» EXERCISE BRIEF
Whenever the word "static" turns up in a line of the data below, copy that line.

----

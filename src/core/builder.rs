//! # ContainerBuilder: wires a [`Container`] from a [`Config`].
//!
//! ```text
//! Config ──► bus (bus_capacity) ──► SubscriberSet (own executor, pool limit)
//!        └─► Terminator (latch + on_terminate hook) ──► Container
//! ```

use std::sync::Arc;

use crate::{
    config::Config,
    core::{Container, Terminator},
    events::Bus,
    executor::TopicExecutor,
    subscribers::{Subscribe, SubscriberSet},
    sync::Latch,
};

use super::terminator::TerminateHook;

/// Builder for constructing a [`Container`] with optional features.
pub struct ContainerBuilder {
    cfg: Config,
    subscribers: Vec<Arc<dyn Subscribe>>,
    on_terminate: Option<TerminateHook>,
}

impl ContainerBuilder {
    /// Creates a new builder with the given configuration.
    pub fn new(cfg: Config) -> Self {
        Self {
            cfg,
            subscribers: Vec::new(),
            on_terminate: None,
        }
    }

    /// Sets event subscribers for observability.
    ///
    /// Each subscriber receives every lifecycle event in publication order,
    /// on its own topic of the subscriber executor.
    pub fn with_subscribers(mut self, subscribers: Vec<Arc<dyn Subscribe>>) -> Self {
        self.subscribers = subscribers;
        self
    }

    /// Sets the host callback invoked whenever a component requests termination.
    ///
    /// Called on the requesting component's task; keep it short and non-blocking.
    pub fn on_terminate<F>(mut self, hook: F) -> Self
    where
        F: Fn() + Send + Sync + 'static,
    {
        self.on_terminate = Some(Arc::new(hook));
        self
    }

    /// Builds the container.
    ///
    /// Consumes the builder and wires the runtime pieces:
    /// - event bus sized by [`Config::bus_capacity_clamped`]
    /// - subscriber fan-out and component executor, limited by [`Config::concurrency_limit`]
    /// - termination latch and host callback
    pub fn build(self) -> Container {
        let bus = Bus::new(self.cfg.bus_capacity_clamped());
        let limit = self.cfg.concurrency_limit();

        let subs = Arc::new(SubscriberSet::new(
            self.subscribers,
            TopicExecutor::with_limit(limit),
        ));
        let terminator = Terminator::new(Arc::new(Latch::new()), self.on_terminate, bus.clone());

        Container::from_parts(
            self.cfg,
            bus,
            subs,
            terminator,
            TopicExecutor::with_limit(limit),
        )
    }
}
//! # SubscriberSet: ordered fan-out over multiple subscribers
//!
//! ## What it guarantees
//! - `emit(&Event)` returns immediately.
//! - Per-subscriber FIFO: subscriber `i` is topic `i` of the executor.
//! - Panics inside subscribers are caught and logged by the executor.
//!
//! ## What it does **not** guarantee
//! - No global ordering across different subscribers.
//! - No bound on a slow subscriber's backlog.

use std::sync::Arc;

use crate::events::Event;
use crate::executor::TopicExecutor;

use super::Subscribe;

/// Fan-out of events to a fixed list of subscribers.
pub struct SubscriberSet {
    subscribers: Vec<Arc<dyn Subscribe>>,
    executor: TopicExecutor<usize>,
}

impl SubscriberSet {
    /// Creates a set delivering through `executor`.
    #[must_use]
    pub fn new(subscribers: Vec<Arc<dyn Subscribe>>, executor: TopicExecutor<usize>) -> Self {
        Self {
            subscribers,
            executor,
        }
    }

    /// Emits an event to all subscribers (one `Arc` shared by every delivery).
    pub fn emit(&self, event: &Event) {
        self.emit_arc(Arc::new(event.clone()));
    }

    /// Emits a pre-allocated `Arc<Event>` to all subscribers.
    pub fn emit_arc(&self, event: Arc<Event>) {
        for (topic, sub) in self.subscribers.iter().enumerate() {
            let sub = Arc::clone(sub);
            let ev = Arc::clone(&event);
            self.executor
                .execute_on(topic, async move { sub.on_event(&ev).await });
        }
    }

    /// Names of the subscribers, in delivery-topic order.
    pub fn names(&self) -> Vec<&'static str> {
        self.subscribers.iter().map(|s| s.name()).collect()
    }

    /// Number of subscribers.
    pub fn len(&self) -> usize {
        self.subscribers.len()
    }

    /// Returns true if there is nobody to deliver to.
    pub fn is_empty(&self) -> bool {
        self.subscribers.is_empty()
    }
}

----

» EXERCISE SOLUTION
        F: Fn() + Send + Sync + 'static,
    pub fn names(&self) -> Vec<&'static str> {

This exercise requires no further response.